Sambil terus bertukar serangan dengan Nitta, aku tetap memperhatikan sekeliling, mencari seseorang yang mungkin kukenal. Aku melihat protagonis DEC, yang berada di tepi kelompok, menjatuhkan pedang lawannya dengan mudah. Itu mengonfirmasi kecurigaanku tentang Akagi: dia telah jatuh ke sisi gelap. Tatapannya kosong. 
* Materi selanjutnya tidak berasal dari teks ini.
#![allow(missing_docs)]

use std::collections::BTreeMap;

use ndarray::Array2;
use partflow::flow_direction::FlowDirection;
use partflow::partition_io::{solved_partitions, upstream_partition_offsets};
use partflow::types::{CellIndex, PartitionIndex};
use partflow::{Partflow, PartflowError, PartitionedArray, Policies};

fn neighbor(grid_shape: [usize; 2], idx: PartitionIndex, offset: [i8; 2]) -> Option<PartitionIndex> {
    let r = idx[0].checked_add_signed(isize::from(offset[0]))?;
    let c = idx[1].checked_add_signed(isize::from(offset[1]))?;
    (r < grid_shape[0] && c < grid_shape[1]).then_some([r, c])
}

/// Recovers the partition offset of one axis from an output cell, its step and
/// the index it drained to, checking the drained index on the way.
fn recover_axis_offset(cell: usize, step: i8, extent: usize, neighbor_extent: usize, drained: usize) -> i8 {
    let target = cell as isize + isize::from(step);
    if target < 0 {
        assert_eq!(drained, neighbor_extent - 1);
        -1
    } else if target as usize >= extent {
        assert_eq!(drained, 0);
        1
    } else {
        assert_eq!(drained, target as usize);
        0
    }
}

/// Runs a uniform flow and checks, per partition, that every cell is counted
/// at exactly one output, and that draining all outputs reproduces the input
/// cells of every downstream partition.
fn check_uniform_flow(
    direction: FlowDirection,
    shape: [usize; 2],
    partition_shape: [usize; 2],
) -> partflow::Result<()> {
    let array = Array2::from_elem((shape[0], shape[1]), direction.code());
    let partitioned = PartitionedArray::from_array(&array, partition_shape)?;
    let grid_shape = partitioned.partition_grid_shape();
    let (_, ios) = Partflow::inter_partition_stream(&partitioned, Policies::default())?;

    let mut drained: BTreeMap<PartitionIndex, Vec<CellIndex>> = BTreeMap::new();

    for (idx, io) in ios.iter() {
        assert!(io.is_solved(), "{direction:?}: partition {idx:?} unsolved");

        let total: u64 = io.values().map(|(_, value)| value.count).sum();
        let [nr, nc] = io.partition_shape();
        assert_eq!(total, (nr * nc) as u64, "{direction:?}: partition {idx:?}");

        for offset in io.partition_offsets() {
            let Some(target) = neighbor(grid_shape, idx, offset) else {
                continue;
            };
            let target_shape = partitioned
                .partition(target)
                .map(|p| p.shape())
                .ok_or_else(|| PartflowError::Internal(format!("no partition {target:?}")))?;
            let cells = io.drain(offset, target_shape)?;
            drained
                .entry(target)
                .or_default()
                .extend(cells.into_iter().map(|(cell, _)| cell));
        }
    }

    for (idx, io) in ios.iter() {
        let mut cells = drained.remove(&idx).unwrap_or_default();
        cells.sort_unstable();
        assert_eq!(cells, io.input_cells(), "{direction:?}: partition {idx:?}");
    }

    assert!(solved_partitions(&ios).as_array().iter().all(|solved| *solved));
    Ok(())
}

// --- TESTS ---

#[test]
fn test_uniform_flow_in_every_direction() -> partflow::Result<()> {
    for direction in FlowDirection::NEIGHBORS {
        check_uniform_flow(direction, [9, 9], [3, 3])?;
    }
    Ok(())
}

/// Uneven last tiles, including one-cell-wide ones.
#[test]
fn test_uniform_flow_with_ragged_partitions() -> partflow::Result<()> {
    for direction in FlowDirection::NEIGHBORS {
        check_uniform_flow(direction, [7, 8], [3, 3])?;
        check_uniform_flow(direction, [10, 5], [3, 2])?;
    }
    Ok(())
}

#[test]
fn test_upstream_offsets_follow_the_flow() -> partflow::Result<()> {
    let array = Array2::from_elem((6, 6), FlowDirection::SouthEast.code());
    let partitioned = PartitionedArray::from_array(&array, [3, 3])?;
    let (_, ios) = Partflow::inter_partition_stream(&partitioned, Policies::default())?;

    let upstream = upstream_partition_offsets(&ios);
    let at = |idx| upstream.get(idx).map(|offsets| offsets.iter().copied().collect::<Vec<_>>());

    assert_eq!(at([0, 0]), Some(vec![]));
    assert_eq!(at([0, 1]), Some(vec![[0, -1]]));
    assert_eq!(at([1, 0]), Some(vec![[-1, 0]]));
    assert_eq!(at([1, 1]), Some(vec![[-1, -1], [-1, 0], [0, -1]]));
    Ok(())
}

#[test]
fn test_drained_cells_give_back_their_partition_offset() -> partflow::Result<()> {
    let mut shared_axes = 0;

    for direction in FlowDirection::NEIGHBORS {
        let array = Array2::from_elem((7, 8), direction.code());
        let partitioned = PartitionedArray::from_array(&array, [3, 3])?;
        let grid_shape = partitioned.partition_grid_shape();
        let (_, ios) = Partflow::inter_partition_stream(&partitioned, Policies::default())?;

        for (idx, io) in ios.iter() {
            let shape = io.partition_shape();
            for offset in io.partition_offsets() {
                let Some(target) = neighbor(grid_shape, idx, offset) else {
                    continue;
                };
                let target_shape = partitioned
                    .partition(target)
                    .map(|p| p.shape())
                    .ok_or_else(|| PartflowError::Internal(format!("no partition {target:?}")))?;

                let outputs = io.offsets().filter(|(_, o)| *o == offset).map(|(cell, _)| cell);
                let drained = io.drain(offset, target_shape)?;
                for (cell, (input_cell, _)) in outputs.zip(&drained) {
                    let step = io
                        .output_cell(cell)
                        .map(|out| out.step)
                        .ok_or_else(|| PartflowError::Internal(format!("no output at {cell:?}")))?;
                    let recovered = [0, 1].map(|axis| {
                        recover_axis_offset(cell[axis], step[axis], shape[axis], target_shape[axis], input_cell[axis])
                    });
                    assert_eq!(recovered, offset, "{direction:?}: output {cell:?} of {idx:?}");
                    shared_axes += recovered.iter().filter(|o| **o == 0).count();
                }
                assert_eq!(drained.len(), io.partition_offset_counts()[&offset]);
            }
        }
    }

    // Side neighbors always share an axis, diagonal flow along a border included.
    assert!(shared_axes > 0);
    Ok(())
}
Dalam game, Akagi mencoba bergabung dengan Klub Pedang Pertama, tetapi siswa Kelas A yang menguasai klub hanya menertawakannya. Dia memohon agar mereka menerimanya, tetapi mereka malah memukulnya hingga terlempar, yang akhirnya mengubah hatinya. Langkah selanjutnya dalam permainan adalah subheroine Cuddles, alias Yuna Matsuzaka, menawarkan tempat di Klub Pedang Keempat yang dia dirikan. Akagi di dunia ini tampaknya mengikuti jalur yang sama. 

Bocah yang baru saja dipukul oleh Akagi gemetar di bawah tatapan tajam lawannya. Mencoba berbicara dengan Akagi sekarang hanya akan memperburuk keadaan, pikirku. Maaf, Nak, siapa pun namamu. 
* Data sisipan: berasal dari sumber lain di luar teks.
//! Builds and runs the task graph of a neighborhood operation.
//!
//! A neighborhood operation runs one task per partition. Each task needs the
//! partition's own tile and the eight tiles around it. The graph built here
//! contains:
//!
//! - one *tile* task per partition, standing for the arrival of its data,
//! - one *halo* task per synthetic neighbor slot in use, serving the tiles of
//!   a [`HaloBuilder`] built once per run; side halos depend on the tile of
//!   the partition they border,
//! - one *partition* task per partition, depending on nine tiles.
//!
//! Partition tasks are independent of each other. Their results are collected
//! into a [`ComponentArray`] laid out like the input partition grid.

use std::collections::{BTreeMap, HashMap};
use std::sync::Arc;

use log::debug;
use ndarray::Array2;

use crate::array::{ComponentArray, PartitionedArray};
use crate::error::{PartflowError, Result};
use crate::executor::execute_graph;
use crate::graph::{Job, TaskGraph, TaskId};
use crate::halo::{HaloBuilder, NeighborSlot, bordered_partition, neighbor_slots, side_halo_extent};
use crate::inflow_count::Neighborhood;
use crate::types::{FlowDirectionElement, PartitionIndex};

type Tile = Arc<Array2<FlowDirectionElement>>;

/// Values flowing along the edges of the graph.
#[derive(Debug)]
pub(crate) enum Value<R> {
    /// A real or halo tile.
    Tile(Tile),
    /// Result of a partition task.
    Output(Arc<R>),
}

impl<R> Clone for Value<R> {
    fn clone(&self) -> Self {
        match self {
            Self::Tile(tile) => Self::Tile(Arc::clone(tile)),
            Self::Output(result) => Self::Output(Arc::clone(result)),
        }
    }
}

impl<R> Value<R> {
    fn into_tile(self) -> Result<Tile> {
        match self {
            Self::Tile(tile) => Ok(tile),
            Self::Output(_) => Err(PartflowError::Internal("expected a tile input".into())),
        }
    }
}

struct TileJob {
    idx: PartitionIndex,
    tile: Tile,
}

impl<'a, R> Job<'a, Value<R>> for TileJob {
    fn execute(&self, _: Vec<Value<R>>) -> Result<Value<R>> {
        Ok(Value::Tile(Arc::clone(&self.tile)))
    }

    fn label(&self) -> String {
        format!("tile {:?}", self.idx)
    }
}

/// Serves one synthetic neighbor tile from the [`HaloBuilder`].
///
/// Side halos depend on the tile they border and check that its extent still
/// matches the halo.
struct HaloJob<'a> {
    slot: NeighborSlot,
    halos: &'a HaloBuilder,
}

impl<'a, R> Job<'a, Value<R>> for HaloJob<'a> {
    fn execute(&self, inputs: Vec<Value<R>>) -> Result<Value<R>> {
        let halo = self.halos.halo(self.slot).ok_or_else(|| {
            PartflowError::Internal(format!("no halo tile for {:?}", self.slot))
        })?;

        if let NeighborSlot::SyntheticEdge { side, .. } = self.slot {
            let bordered = inputs
                .into_iter()
                .next()
                .ok_or_else(|| PartflowError::Internal("side halo without bordered tile".into()))?
                .into_tile()?;
            let (nr, nc) = bordered.dim();
            let (hr, hc) = halo.dim();
            if side_halo_extent(side, [nr, nc]) != hr.max(hc) {
                return Err(PartflowError::MalformedPartitionGeometry(format!(
                    "{side:?} halo of shape [{hr}, {hc}] does not fit a tile of shape [{nr}, {nc}]"
                )));
            }
        }
        Ok(Value::Tile(halo))
    }

    fn label(&self) -> String {
        format!("halo {:?}", self.slot)
    }
}

struct PartitionJob<'a, F> {
    idx: PartitionIndex,
    op: &'a F,
}

impl<'a, R, F> Job<'a, Value<R>> for PartitionJob<'a, F>
where
    F: Fn(PartitionIndex, &Neighborhood) -> Result<R> + Sync,
{
    fn execute(&self, inputs: Vec<Value<R>>) -> Result<Value<R>> {
        let mut tiles = inputs.into_iter().map(Value::into_tile);
        let center = tiles
            .next()
            .ok_or_else(|| PartflowError::Internal("partition task without its tile".into()))??;
        let neighbors: Vec<Tile> = tiles.collect::<Result<_>>()?;
        let neighbors: [Tile; 8] = neighbors.try_into().map_err(|v: Vec<Tile>| {
            PartflowError::Internal(format!("partition task received {} neighbors", v.len()))
        })?;

        let neighborhood = Neighborhood::new(center, neighbors)?;
        (self.op)(self.idx, &neighborhood).map(|result| Value::Output(Arc::new(result)))
    }

    fn label(&self) -> String {
        format!("partition {:?}", self.idx)
    }
}

/// Runs `op` once per partition of `array`, each time on the partition and its
/// eight neighbors.
pub(crate) fn spawn_neighborhood_tasks<R, F>(
    array: &PartitionedArray<FlowDirectionElement>,
    op: &F,
) -> Result<ComponentArray<R>>
where
    R: Send + Sync,
    F: Fn(PartitionIndex, &Neighborhood) -> Result<R> + Sync,
{
    let grid_shape = array.partition_grid_shape();
    let halos = HaloBuilder::new(array)?;
    let mut graph: TaskGraph<'_, Value<R>> = TaskGraph::new();

    let mut tiles = BTreeMap::new();
    for (idx, partition) in array.iter() {
        let id = graph.add_node(Box::new(TileJob {
            idx,
            tile: partition.data_arc(),
        }));
        tiles.insert(idx, id);
    }

    let mut halo_tasks: HashMap<NeighborSlot, TaskId> = HashMap::new();
    let mut partitions = Vec::with_capacity(array.nr_partitions());

    for (idx, _) in array.iter() {
        let task = graph.add_node(Box::new(PartitionJob { idx, op }));
        let center = *tiles
            .get(&idx)
            .ok_or_else(|| PartflowError::Internal(format!("no tile task for {idx:?}")))?;
        graph.link(center, task)?;

        for slot in neighbor_slots(grid_shape, idx) {
            let source = match slot {
                NeighborSlot::Real(nb) => *tiles
                    .get(&nb)
                    .ok_or_else(|| PartflowError::Internal(format!("no tile task for {nb:?}")))?,
                synthetic => match halo_tasks.get(&synthetic) {
                    Some(id) => *id,
                    None => {
                        let id = graph.add_node(Box::new(HaloJob {
                            slot: synthetic,
                            halos: &halos,
                        }));
                        if let NeighborSlot::SyntheticEdge { side, along } = synthetic {
                            let bordered = bordered_partition(grid_shape, side, along);
                            let bordered = *tiles.get(&bordered).ok_or_else(|| {
                                PartflowError::Internal(format!("no tile task for {bordered:?}"))
                            })?;
                            graph.link(bordered, id)?;
                        }
                        halo_tasks.insert(synthetic, id);
                        id
                    }
                },
            };
            graph.link(source, task)?;
        }
        partitions.push(task);
    }

    debug!(
        "spawning neighborhood tasks: {} partition(s), {} halo task(s)",
        partitions.len(),
        halo_tasks.len()
    );

    let mut outputs = execute_graph(&graph)?;
    let mut results = Vec::with_capacity(partitions.len());
    for task in partitions {
        match outputs.remove(&task) {
            // Partition tasks have no dependents, so their output is never shared.
            Some(Value::Output(result)) => results.push(Arc::try_unwrap(result).map_err(|_| {
                PartflowError::Internal(format!("result of partition task {task} is shared"))
            })?),
            _ => {
                return Err(PartflowError::Internal(format!(
                    "partition task {task} produced no result"
                )));
            }
        }
    }

    let grid = Array2::from_shape_vec((grid_shape[0], grid_shape[1]), results)
        .map_err(|e| PartflowError::Internal(format!("result grid: {e}")))?;
    Ok(ComponentArray::new(grid))
}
Kaoru dan Pinky sedang berlatih bersama, juga di tepi kelompok. Kecepatan mereka menunjukkan bahwa mereka berada di sekitar level 5, meskipun aku merasa mereka bisa lebih cepat. Sanjou memiliki potensi kekuatan besar sebagai protagonis dari DEC BL Mode, dan dia akan menghadapi masa depan yang luar biasa tetapi penuh gejolak jika mengikuti alur permainan. Ceritanya dipenuhi dengan berbagai skenario konyol. 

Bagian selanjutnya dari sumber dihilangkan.